Bye-Bye Buncit! Rutin Lakukan 5 Gerakan Ini untuk Perut Rata Idaman

Foto: Istimewa
gerakan olahraga penghilang perut buncit.
0 Komentar

SUKABUMI EKSPRES – Perut buncit sering kali menjadi momok yang mengganggu penampilan fisik seseorang dan dapat menurunkan rasa percaya diri. Tak sedikit orang merasa kurang nyaman saat mengenakan pakaian tertentu karena tonjolan lemak di bagian perut. Oleh karena itu, menjaga pola makan sehat dan mengatur asupan kalori memang penting, tetapi harus diimbangi pula dengan aktivitas fisik atau olahraga yang rutin.

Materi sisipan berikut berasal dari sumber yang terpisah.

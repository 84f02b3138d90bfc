//! Bridge from `botvy_config::Config` to the types the host runs on.

use std::path::{Path, PathBuf};
use std::time::Duration;

use anyhow::Context;
use botvy_config::Config;
use botvy_plugins::{InitializationSide, PluginId};
use botvy_telemetry::{LogConfig, LogFormat};

/// Load the configuration: a single file when `explicit` is given, the full
/// layered chain rooted at `workspace` otherwise.
pub(crate) fn load_config(explicit: Option<&Path>, workspace: &Path) -> anyhow::Result<Config> {
    match explicit {
        Some(path) => Config::load_file(path)
            .with_context(|| format!("failed to load config file {}", path.display())),
        None => Config::load(Some(workspace))
            .map(|resolved| resolved.config)
            .context("failed to load configuration"),
    }
}

/// Logging setup for `config`. `verbose` forces debug level.
pub(crate) fn to_log_config(config: &Config, verbose: bool) -> LogConfig {
    let level = if verbose {
        "debug"
    } else {
        config.logging.level.as_str()
    };
    // Validation already rejected unknown formats.
    let format = config.logging.format.parse().unwrap_or(LogFormat::Pretty);

    LogConfig::new(level)
        .with_format(format)
        .with_directives(config.logging.directives.iter().cloned())
}

/// Everything the host needs to bring plugins up.
#[derive(Debug, Clone)]
pub(crate) struct HostSettings {
    /// Absolute plugins root.
    pub(crate) plugins_dir: PathBuf,
    /// Ids to load; everything when `None`.
    pub(crate) active: Option<Vec<PluginId>>,
    /// Client or server.
    pub(crate) side: InitializationSide,
    /// Per-plugin `initialize` limit.
    pub(crate) init_timeout: Option<Duration>,
}

impl HostSettings {
    /// Build settings from `config`, resolving a relative plugins directory
    /// against `workspace`. `dir_override` replaces the configured directory.
    pub(crate) fn from_config(
        config: &Config,
        workspace: &Path,
        dir_override: Option<&Path>,
    ) -> anyhow::Result<Self> {
        let plugins = &config.plugins;
        let plugins_dir = match dir_override {
            Some(dir) if dir.is_absolute() => dir.to_path_buf(),
            Some(dir) => workspace.join(dir),
            None => plugins.directory_in(workspace),
        };

        Ok(Self {
            plugins_dir,
            active: plugins.active_ids()?,
            side: plugins.side()?,
            init_timeout: plugins.init_timeout(),
        })
    }
}

#[cfg(test)]
mod tests {
    use super::*;

    #[test]
    fn verbose_forces_debug() {
        let mut config = Config::default();
        config.logging.format = "json".to_owned();
        config.logging.directives = vec!["botvy_plugins=trace".to_owned()];

        let log = to_log_config(&config, true);
        assert_eq!(log.level, "debug");
        assert_eq!(log.format, LogFormat::Json);
        assert_eq!(log.directives, vec!["botvy_plugins=trace"]);

        assert_eq!(to_log_config(&config, false).level, "info");
    }

    #[test]
    fn settings_resolve_directory_and_overrides() {
        let mut config = Config::default();
        config.plugins.active = Some(vec!["botvy.core.log".to_owned()]);
        config.plugins.side = "server".to_owned();
        config.plugins.init_timeout_secs = Some(2);

        let settings = HostSettings::from_config(&config, Path::new("/work"), None).unwrap();
        assert_eq!(settings.plugins_dir, PathBuf::from("/work/plugins"));
        assert_eq!(settings.side, InitializationSide::Server);
        assert_eq!(settings.init_timeout, Some(Duration::from_secs(2)));
        assert_eq!(
            settings.active.unwrap()[0],
            PluginId::from_static("botvy.core.log")
        );

        let settings =
            HostSettings::from_config(&config, Path::new("/work"), Some(Path::new("other")))
                .unwrap();
        assert_eq!(settings.plugins_dir, PathBuf::from("/work/other"));
    }

    #[test]
    fn explicit_config_file_is_used_alone() {
        let dir = tempfile::tempdir().unwrap();
        let path = dir.path().join("custom.toml");
        std::fs::write(&path, "[plugins]\ndirectory = \"from-file\"\n").unwrap();

        let config = load_config(Some(&path), dir.path()).unwrap();
        assert_eq!(config.plugins.directory, PathBuf::from("from-file"));

        let missing = dir.path().join("missing.toml");
        assert!(load_config(Some(&missing), dir.path()).is_err());
    }
}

Salah satu cara yang efektif adalah dengan melakukan latihan otot perut secara teratur. Latihan ini bisa dilakukan di rumah tanpa perlu peralatan khusus, dan cukup meluangkan waktu beberapa menit saja setiap harinya.

Yuk, mulai ubah rutinitas harian kamu dan ucapkan selamat tinggal pada lemak perut membandel!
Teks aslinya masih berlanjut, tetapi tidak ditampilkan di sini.